BaseCode is a "combined chemistry and software" product for RNA sequencing and analysis, Hendriks said. More specifically, the technology performs "error prone" reverse transcription on RNA samples, generating "specific errors, but randomly throughout every cDNA molecule," he said.
Hendriks declined to disclose further details of how BaseCode induces errors, other than noting that it incorporates a promiscuous base during cDNA synthesis. "There is a very high rate of errors, but they are random," he noted. "Because they are randomly located, they become an identifying barcode" for each molecule.
After the error-inducing reverse transcription, the cDNAs undergo regular RNA-seq library prep and short-read sequencing, Hendriks said. The sequencing reads are then informatically stitched together, using each molecule's error profile, to produce synthetic long reads.
Depending on the quality of the RNA molecules, Hendriks said, BaseCode can produce synthetic long reads that exceed 1 kb. The input requirement is between 2 ng to 6 ng of RNA, and the turnaround time for the sample prep workflow — from RNA to sequencing-ready libraries — is about 12 hours.
While BaseCode is compatible with any short-read technology in principle, Hendriks said, the product will initially be optimized for Illumina sequencing.
Benchmarking data for the BaseCode method is not yet available, he said, and the company has yet to decide on a kit format and pricing.

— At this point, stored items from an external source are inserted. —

use crate::error::{Error, Result};
use crate::palette::Palette;
use crate::palette_index::PaletteIndex;
use crate::raster::{SourceAnimation, SourceColorTable, SourceImage};
use crate::resolver::PixelResolver;
use image::RgbImage;
use rayon::prelude::*;
use tracing::debug;

/// An image whose every pixel is a member of the palette it was quantized to.
#[derive(Debug, Clone, PartialEq, Eq)]
pub struct QuantizedImage {
    image: RgbImage,
}

impl QuantizedImage {
    #[inline(always)]
    pub fn image(&self) -> &RgbImage {
        &self.image
    }

    pub fn into_inner(self) -> RgbImage {
        self.image
    }

    pub fn dimensions(&self) -> (u32, u32) {
        self.image.dimensions()
    }
}

impl From<QuantizedImage> for SourceImage {
    fn from(quantized: QuantizedImage) -> Self {
        SourceImage::Rgb(quantized.image)
    }
}

/// Repaints `image` with the nearest palette colors.
///
/// Rows are processed in parallel. The first unresolvable pixel in row order
/// aborts the whole image.
pub fn quantize_image(
    image: &SourceImage,
    index: &PaletteIndex,
    table: Option<&SourceColorTable>,
) -> Result<QuantizedImage> {
    image.check_dimensions()?;
    let (width, height) = image.dimensions();
    let resolver = PixelResolver::new(image, table);
    let row_len = width as usize * 3;
    let mut buf = vec![0; row_len * height as usize];

    buf.par_chunks_exact_mut(row_len)
        .enumerate()
        .map(|(y, row)| -> Result<()> {
            for (x, pixel) in row.chunks_exact_mut(3).enumerate() {
                let color = index.nearest(resolver.resolve(x as u32, y as u32)?);
                pixel.copy_from_slice(&color.to_array());
            }
            Ok(())
        })
        .collect::<Vec<Result<()>>>()
        .into_iter()
        .collect::<Result<()>>()?;

    let image = RgbImage::from_raw(width, height, buf)
        .ok_or(Error::InvalidDimensions { width, height })?;
    Ok(QuantizedImage { image })
}

/// Quantizes every frame independently, in parallel, keeping frame order.
pub fn quantize_animation(
    animation: &SourceAnimation,
    index: &PaletteIndex,
) -> Result<Vec<QuantizedImage>> {
    let frame_count = animation.frames().len();
    let frames = animation
        .frames()
        .par_iter()
        .map(|frame| quantize_image(frame, index, animation.table()))
        .collect::<Vec<_>>();

    frames
        .into_iter()
        .enumerate()
        .map(|(i, frame)| {
            debug!("Quantized frame {}/{}", i + 1, frame_count);
            frame
        })
        .collect()
}

/// Something that can be repainted with a palette.
pub trait Quantize {
    type Output;

    fn quantize_with(&self, index: &PaletteIndex) -> Result<Self::Output>;
}

/// Direct-color images only. An indexed image needs its color table, see the
/// impl for `(&SourceImage, &SourceColorTable)`.
impl Quantize for SourceImage {
    type Output = QuantizedImage;

    fn quantize_with(&self, index: &PaletteIndex) -> Result<QuantizedImage> {
        quantize_image(self, index, None)
    }
}

impl Quantize for (&SourceImage, &SourceColorTable) {
    type Output = QuantizedImage;

    fn quantize_with(&self, index: &PaletteIndex) -> Result<QuantizedImage> {
        let (image, table) = *self;
        quantize_image(image, index, Some(table))
    }
}

impl Quantize for SourceAnimation {
    type Output = Vec<QuantizedImage>;

    fn quantize_with(&self, index: &PaletteIndex) -> Result<Vec<QuantizedImage>> {
        quantize_animation(self, index)
    }
}

/// Builds a [`PaletteIndex`] for `palette` and quantizes `input` with it.
pub fn quantize<Q: Quantize>(input: &Q, palette: &Palette) -> Result<Q::Output> {
    debug!("Quantizing with palette of {} colors", palette.len());
    input.quantize_with(&PaletteIndex::build(palette))
}

#[cfg(test)]
mod tests {
    use super::*;
    use crate::color::Color;
    use crate::raster::IndexedImage;
    use image::{Luma, Rgb, Rgba, RgbaImage};
    use quickcheck::{quickcheck, TestResult};

    fn image_from(width: u32, pixels: &[(u8, u8, u8)]) -> SourceImage {
        let height = pixels.len() as u32 / width;
        let mut img = RgbImage::new(width, height);
        for (pixel, &(r, g, b)) in img.pixels_mut().zip(pixels) {
            *pixel = Rgb([r, g, b]);
        }
        SourceImage::Rgb(img)
    }

    #[test]
    fn test_quantize_two_pixels() {
        let image = image_from(2, &[(255, 255, 255), (0, 0, 0)]);
        let quantized = quantize(&image, &Palette::arcade()).unwrap();
        assert_eq!(quantized.dimensions(), (2, 1));
        assert_eq!(*quantized.image().get_pixel(0, 0), Rgb([255, 255, 255]));
        assert_eq!(*quantized.image().get_pixel(1, 0), Rgb([0, 0, 0]));
    }

    #[test]
    fn test_rgba_drops_alpha() {
        let image = SourceImage::Rgba(RgbaImage::from_pixel(3, 2, Rgba([250, 40, 30, 0])));
        let quantized = quantize(&image, &Palette::arcade()).unwrap();
        assert!(quantized.image().pixels().all(|p| *p == Rgb([0xff, 0x21, 0x21])));
    }

    #[test]
    fn test_indexed_matches_direct() {
        let mut colors = vec![Color::default(); 5];
        colors.push(Color::new(255, 33, 33));
        let table = SourceColorTable::from_colors(colors);
        let index = PaletteIndex::build(&Palette::arcade());

        let indexed = SourceImage::Indexed(IndexedImage::from_pixel(1, 1, Luma([5])));
        let direct = image_from(1, &[(255, 33, 33)]);
        assert_eq!(
            quantize_image(&indexed, &index, Some(&table)).unwrap(),
            quantize_image(&direct, &index, None).unwrap()
        );
    }

    #[test]
    fn test_quantize_indexed_with_table() {
        let table = SourceColorTable::from_colors([Color::new(2, 2, 2), Color::new(250, 250, 250)]);
        let image = SourceImage::Indexed(IndexedImage::from_fn(2, 1, |x, _| Luma([x as u16])));
        let quantized = quantize(&(&image, &table), &Palette::arcade()).unwrap();
        assert_eq!(*quantized.image().get_pixel(0, 0), Rgb([0, 0, 0]));
        assert_eq!(*quantized.image().get_pixel(1, 0), Rgb([255, 255, 255]));
    }

    #[test]
    fn test_unresolvable_pixel_aborts() {
        let table = SourceColorTable::from_colors([Color::default(); 2]);
        let mut img = IndexedImage::new(4, 4);
        img.put_pixel(2, 1, Luma([7]));
        img.put_pixel(0, 3, Luma([8]));
        let image = SourceImage::Indexed(img);
        let index = PaletteIndex::build(&Palette::arcade());
        assert!(matches!(
            quantize_image(&image, &index, Some(&table)),
            Err(Error::UnresolvablePixel { x: 2, y: 1, index: 7 })
        ));
    }

    #[test]
    fn test_rejects_empty_image() {
        let image = SourceImage::Rgb(RgbImage::new(0, 3));
        assert!(matches!(
            quantize(&image, &Palette::arcade()),
            Err(Error::InvalidDimensions { width: 0, height: 3 })
        ));
    }

    #[test]
    fn test_animation_keeps_frame_order() {
        let shades = [(250, 250, 250), (5, 5, 5), (250, 30, 30)];
        let frames = shades
            .iter()
            .map(|&shade| image_from(2, &[shade; 4]))
            .collect();
        let animation = SourceAnimation::new(frames, None).unwrap();
        let quantized = quantize(&animation, &Palette::arcade()).unwrap();
        let firsts: Vec<_> = quantized.iter().map(|q| *q.image().get_pixel(0, 0)).collect();
        assert_eq!(
            firsts,
            [Rgb([255, 255, 255]), Rgb([0, 0, 0]), Rgb([0xff, 0x21, 0x21])]
        );
    }

    #[test]
    fn test_animation_reports_first_failing_frame() {
        let table = SourceColorTable::from_colors([Color::default(); 4]);
        let frames = (0..4u16)
            .map(|i| SourceImage::Indexed(IndexedImage::from_pixel(2, 2, Luma([i * 3]))))
            .collect();
        let animation = SourceAnimation::new(frames, Some(table)).unwrap();
        let index = PaletteIndex::build(&Palette::arcade());
        // frames 2 and 3 use indices 6 and 9
        assert!(matches!(
            quantize_animation(&animation, &index),
            Err(Error::UnresolvablePixel { index: 6, .. })
        ));
    }

    #[test]
    fn test_quantize_properties() {
        quickcheck(quantize_properties as fn(Vec<(u8, u8, u8)>, u8) -> TestResult)
    }
    fn quantize_properties(pixels: Vec<(u8, u8, u8)>, width: u8) -> TestResult {
        let width = u32::from(width % 8) + 1;
        if (pixels.len() as u32) < width {
            return TestResult::discard();
        }
        let height = pixels.len() as u32 / width;
        let pixels = &pixels[..(width * height) as usize];
        let palette = Palette::arcade();
        let image = image_from(width, pixels);

        let once = quantize(&image, &palette).unwrap();
        let members = once
            .image()
            .pixels()
            .all(|&p| palette.position(p.into()).is_some());
        let twice = quantize(&SourceImage::from(once.clone()), &palette).unwrap();
        TestResult::from_bool(members && once.dimensions() == (width, height) && once == twice)
    }
}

Once the product is launched, BaseCode's target customers will be researchers who want to study full-length RNA transcripts, including those focusing on isoform analysis, Hendriks said. This would put the company in competition with long-read sequencing technologies, which have been touted for full-length RNA analysis, as well. While it remains to be seen how BaseCode stacks up against long-read sequencing, Hendriks said that "the benefit of short-read sequencing is that you carry super-high base accuracy into everything you do."
With the money raised, Hendriks said the company plans to continue developing and commercializing the BaseCode technology, expanding operational activities, and building up a commercial team.
Based in Stockholm, Basic Genomics currently has four full-time employees, a number it plans to increase, though Hendriks declined to provide specifics.
Currently, Basic Genomics also offers BaseCode as a service to select customers who want to test out the technology. A formal early-access program will be next, Hendriks said, but "it is too early to really say much about [it]."